There is now a new website for lovers of sharks in the Canaries – the Elasmocan site is all about the research done over the last few years into angel sharks by Dr Filip Osear and Dra. Krupskya Narváez, who have both been studying angel sharks since 2006.
Angel Sharks and Diving in Gran Canaria
Being a critically endangered species on the ‘Red List’ means that any encounter with an angel shark (squatina squatina) is a privilege. We don’t know how long they live but estimates of 20-30 years will give them a similar lifeline to other sharks. This means that adults will have almost certainly encountered humans before .. and they are wary of humans and close encounters.

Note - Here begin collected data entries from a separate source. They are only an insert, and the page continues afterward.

//! Incremental column adder.
//!
//! Appends one classification column to an existing wide table and fills it
//! from a source file, matched by accession. Existing columns are never
//! touched and the accession universe does not change: accessions unknown to
//! the wide table are dropped and counted.

use crate::catalog::MetadataCatalog;
use crate::schema::{classification_columns, quote_ident, sqlite_err, table_exists, MAPPINGS_TABLE};
use crate::source::SourceReader;
use accmap_core::{AccmapResult, ClassificationName, HeaderPolicy, SchemaError, ACCESSION_COLUMN};
use rusqlite::{params, Connection};
use std::collections::HashSet;
use std::path::Path;

/// Outcome of adding a column.
#[derive(Debug, Clone, PartialEq, Eq)]
pub struct AddColumnReport {
    pub classification: ClassificationName,
    /// Rows that received a value
    pub updated: u64,
    /// Source accessions absent from the wide table
    pub skipped_unknown: u64,
    /// Lines carrying the absence sentinel
    pub skipped_absent: u64,
}

pub fn add_classification_column(
    conn: &mut Connection,
    name: &ClassificationName,
    source: &Path,
    description: &str,
    header: HeaderPolicy,
) -> AccmapResult<AddColumnReport> {
    let reader = SourceReader::open(source, header)?;

    if !table_exists(conn, MAPPINGS_TABLE)? {
        return Err(SchemaError::MissingMappingTable.into());
    }
    if classification_columns(conn)?
        .iter()
        .any(|c| c.eq_ignore_ascii_case(name.as_str()))
    {
        return Err(SchemaError::ClassificationExists {
            name: name.to_string(),
        }
        .into());
    }

    let column = quote_ident(name.as_str());
    let tx = conn.transaction().map_err(sqlite_err)?;
    tx.execute_batch(&format!(
        "ALTER TABLE {} ADD COLUMN {column} {};",
        quote_ident(MAPPINGS_TABLE),
        name.value_type().sql_type()
    ))
    .map_err(sqlite_err)?;

    let mut updated = 0u64;
    let mut skipped_unknown = 0u64;
    let mut skipped_absent = 0u64;
    {
        let mut stmt = tx
            .prepare(&format!(
                "UPDATE {} SET {column} = ?2 WHERE {} = ?1",
                quote_ident(MAPPINGS_TABLE),
                quote_ident(ACCESSION_COLUMN)
            ))
            .map_err(sqlite_err)?;
        let mut seen = HashSet::new();

        for record in reader {
            let record = record?;
            if !seen.insert(record.accession.clone()) {
                return Err(SchemaError::DuplicateAccession {
                    classification: name.to_string(),
                    accession: record.accession,
                    line: record.line,
                }
                .into());
            }
            if record.is_absent() {
                skipped_absent += 1;
                continue;
            }
            let changed = stmt
                .execute(params![record.accession, record.value])
                .map_err(sqlite_err)?;
            if changed == 0 {
                skipped_unknown += 1;
            } else {
                updated += 1;
            }
        }
    }

    MetadataCatalog::new(&tx).register(name, description, updated)?;
    tx.commit().map_err(sqlite_err)?;

    tracing::info!(
        classification = %name,
        updated,
        skipped_unknown,
        skipped_absent,
        "Added classification column"
    );

    Ok(AddColumnReport {
        classification: name.clone(),
        updated,
        skipped_unknown,
        skipped_absent,
    })
}
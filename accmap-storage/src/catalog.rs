//! Metadata catalog: descriptions and counts per classification, plus the
//! store-wide `general` and `edition` records.

use crate::schema::{quote_ident, sqlite_err, INFO_TABLE};
use accmap_core::{
    edition_line, AccmapResult, CatalogError, ClassificationInfo, ClassificationName, EDITION_KEY,
    GENERAL_KEY,
};
use rusqlite::{params, Connection, OptionalExtension};

fn to_sql_count(count: u64) -> i64 {
    i64::try_from(count).unwrap_or(i64::MAX)
}

fn from_sql_count(count: Option<i64>) -> u64 {
    count.unwrap_or(0).max(0) as u64
}

fn is_reserved(id: &str) -> bool {
    id == GENERAL_KEY || id == EDITION_KEY
}

/// View over the `info` table of an open connection.
pub struct MetadataCatalog<'c> {
    conn: &'c Connection,
}

impl<'c> MetadataCatalog<'c> {
    pub fn new(conn: &'c Connection) -> Self {
        Self { conn }
    }

    pub fn ensure_schema(&self) -> AccmapResult<()> {
        self.conn
            .execute_batch(&format!(
                "CREATE TABLE IF NOT EXISTS {} (
                    id TEXT PRIMARY KEY,
                    description TEXT,
                    count INTEGER
                )",
                quote_ident(INFO_TABLE)
            ))
            .map_err(sqlite_err)
    }

    /// Insert or replace the description and count of one record.
    pub fn upsert(&self, id: &str, description: &str, count: u64) -> AccmapResult<()> {
        self.conn
            .execute(
                "INSERT INTO info (id, description, count) VALUES (?1, ?2, ?3)
                 ON CONFLICT(id) DO UPDATE SET description = excluded.description,
                                               count = excluded.count",
                params![id, description, to_sql_count(count)],
            )
            .map_err(sqlite_err)?;
        Ok(())
    }

    /// Register a classification with its description and count.
    ///
    /// SQLite identifiers are case-insensitive, so a name is one column
    /// whatever its spelling; records under another spelling are replaced.
    pub fn register(
        &self,
        name: &ClassificationName,
        description: &str,
        count: u64,
    ) -> AccmapResult<()> {
        self.drop_case_variants(name.as_str())?;
        self.upsert(name.as_str(), description, count)
    }

    /// Delete classification records spelled like `id` up to ASCII case,
    /// keeping the exact spelling. Returns the deleted ids.
    pub fn drop_case_variants(&self, id: &str) -> AccmapResult<Vec<String>> {
        let variants: Vec<String> = self
            .entries()?
            .into_iter()
            .map(|entry| String::from(entry.name))
            .filter(|name| name != id && name.eq_ignore_ascii_case(id))
            .collect();
        for variant in &variants {
            tracing::debug!(id = %id, variant = %variant, "Dropping case variant of catalog record");
            self.remove(variant)?;
        }
        Ok(variants)
    }

    /// Move a record to a new id, keeping its description and count.
    pub fn rename(&self, from: &str, to: &str) -> AccmapResult<bool> {
        let renamed = self
            .conn
            .execute("UPDATE info SET id = ?2 WHERE id = ?1", params![from, to])
            .map_err(sqlite_err)?;
        Ok(renamed > 0)
    }

    /// Update a record's count, keeping any existing description.
    pub fn set_count(&self, id: &str, count: u64) -> AccmapResult<()> {
        self.conn
            .execute(
                "INSERT INTO info (id, description, count) VALUES (?1, '', ?2)
                 ON CONFLICT(id) DO UPDATE SET count = excluded.count",
                params![id, to_sql_count(count)],
            )
            .map_err(sqlite_err)?;
        Ok(())
    }

    /// Update a record's description, keeping any existing count.
    pub fn set_description(&self, id: &str, description: &str) -> AccmapResult<()> {
        self.conn
            .execute(
                "INSERT INTO info (id, description, count) VALUES (?1, ?2, 0)
                 ON CONFLICT(id) DO UPDATE SET description = excluded.description",
                params![id, description],
            )
            .map_err(sqlite_err)?;
        Ok(())
    }

    pub fn set_edition(&self, marker: &str) -> AccmapResult<()> {
        self.set_description(EDITION_KEY, marker)
    }

    pub fn edition(&self) -> AccmapResult<Option<String>> {
        Ok(self
            .record(EDITION_KEY)?
            .map(|(description, _)| description)
            .filter(|marker| !marker.is_empty()))
    }

    pub fn remove(&self, id: &str) -> AccmapResult<bool> {
        let removed = self
            .conn
            .execute("DELETE FROM info WHERE id = ?1", params![id])
            .map_err(sqlite_err)?;
        Ok(removed > 0)
    }

    fn record(&self, id: &str) -> AccmapResult<Option<(String, u64)>> {
        self.conn
            .query_row(
                "SELECT description, count FROM info WHERE id = ?1",
                params![id],
                |row| {
                    Ok((
                        row.get::<_, Option<String>>(0)?.unwrap_or_default(),
                        from_sql_count(row.get(1)?),
                    ))
                },
            )
            .optional()
            .map_err(sqlite_err)
    }

    /// Count of a registered classification. A classification that was
    /// never registered is an error, not a zero count.
    pub fn count(&self, name: &str) -> AccmapResult<u64> {
        match self.record(name)? {
            Some((_, count)) if !is_reserved(name) => Ok(count),
            _ => Err(CatalogError::NotRegistered {
                name: name.to_string(),
            }
            .into()),
        }
    }

    pub fn description(&self, name: &str) -> AccmapResult<String> {
        match self.record(name)? {
            Some((description, _)) if !is_reserved(name) => Ok(description),
            _ => Err(CatalogError::NotRegistered {
                name: name.to_string(),
            }
            .into()),
        }
    }

    /// Total number of accessions recorded for the whole store.
    pub fn total_count(&self) -> AccmapResult<u64> {
        Ok(self.record(GENERAL_KEY)?.map_or(0, |(_, count)| count))
    }

    pub fn general_description(&self) -> AccmapResult<String> {
        Ok(self
            .record(GENERAL_KEY)?
            .map(|(description, _)| description)
            .unwrap_or_default())
    }

    /// Registered classifications, ordered by name.
    pub fn entries(&self) -> AccmapResult<Vec<ClassificationInfo>> {
        let mut stmt = self
            .conn
            .prepare("SELECT id, description, count FROM info ORDER BY id")
            .map_err(sqlite_err)?;
        let rows = stmt
            .query_map([], |row| {
                Ok((
                    row.get::<_, String>(0)?,
                    row.get::<_, Option<String>>(1)?.unwrap_or_default(),
                    from_sql_count(row.get(2)?),
                ))
            })
            .map_err(sqlite_err)?
            .collect::<rusqlite::Result<Vec<_>>>()
            .map_err(sqlite_err)?;

        let mut entries = Vec::with_capacity(rows.len());
        for (id, description, count) in rows {
            if is_reserved(&id) {
                continue;
            }
            match ClassificationName::new(id.as_str()) {
                Ok(name) => entries.push(ClassificationInfo {
                    name,
                    description,
                    count,
                }),
                Err(e) => tracing::warn!(id = %id, error = %e, "Skipping catalog record with invalid name"),
            }
        }
        Ok(entries)
    }

    pub fn classification_names(&self) -> AccmapResult<Vec<String>> {
        Ok(self
            .entries()?
            .into_iter()
            .map(|entry| entry.name.into())
            .collect())
    }

    /// The store's info string: the general description, the edition line,
    /// the total, then one line per classification.
    pub fn info_string(&self) -> AccmapResult<String> {
        let mut lines = Vec::new();
        let description = self.general_description()?;
        if !description.is_empty() {
            lines.push(description);
        }
        if let Some(marker) = self.edition()? {
            lines.push(edition_line(&marker));
        }
        lines.push(format!("accessions: {}", self.total_count()?));
        for entry in self.entries()? {
            lines.push(format!(
                "{}: {}, count={}",
                entry.name, entry.description, entry.count
            ));
        }
        Ok(lines.join("\n"))
    }
}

Despite being from 1 to 1.5m long , angel sharks are experts at concealment – they come to a stop and then work themselves down into the sand, and with a final flap of their fins, cover themselves in sand. They are now very difficult to spot, and may remain in this one place resting, and waiting for food to come to them, for many hours. We have had several examples where we see an angel shark one day, and if it is not disturbed, find it in the same place the next day.
So please respect angel sharks! If you find one covered in the sand – please leave it there as it may be digesting a meal or waiting for the next meal to come along. Every dive with an angel shark is a privilege granted by them, so respect their privacy, don’t chase them excessively, and always give them an exit or plenty of space.
Uwe thought he was coming to Gran Canaria for a quiet holiday for his 50th, but his family had other ideas. So after breakfast they took him outside, and waited. When I came at 9.00 and said .. are you ready to go diving he was amazed!
So his birthday treat was a discover scuba dive in El Cabr on a day with great conditions, and he saw a stargazer, a shame-faced crab and cuttlefish as well as all the normal stuff. We could see the beds from several butterfly rays and one from a baby angelshark, but only the beds. He said this is one birthday he will never forget!
We have just got the official notification that the Diving Centre Licence for Davy Jones DIving in Gran Canaria has been extended for another five years. It is now seven years since all dive centres started to wade through the red tape and Spanish bureaucracy, dealing with several different government departments to obtain a range of different official papers following the introduction of Diving Centre Laws in the Canaries.
Having gained approval in 2008, Davy Jones Diving have now been reassessed, re-inspected and reviewed and have obtained the highest level of full licence which covers them for all diver training and dive excursions through to 2018.
The team of Brian, Eduardo, Graham, Marilyn and Brett along with assistants such as Gauthier, Hector and Jorge are keeping up their commitment to safe diving, great excursions and outstanding customer service that has gained them the respect and approval of many different government bodies and local supporters and a string of top class reviews on TripAdvisor.
This evening we found out more about the ‘Archeological wreck’ in Risco Verde. It was studied by underwater archeologists from the Canarian Government last year and is part of a small boat such as a clipper or cutter or coastal trader, probably about 20-25m long. The age of the boat was probably about 150 years old. However it was unusual for so little else to be found (only the keel) and it could be that somehow this struck a reef (say sideways) and got torn off the bottom, but the ship still managed to float and was hauled ashore and then repaired or rotted on the shore. Still the Government plan to preserve the remains insitu, so when you come diving in Gran Canaria we should still be able to show it to you, and tell you more about it.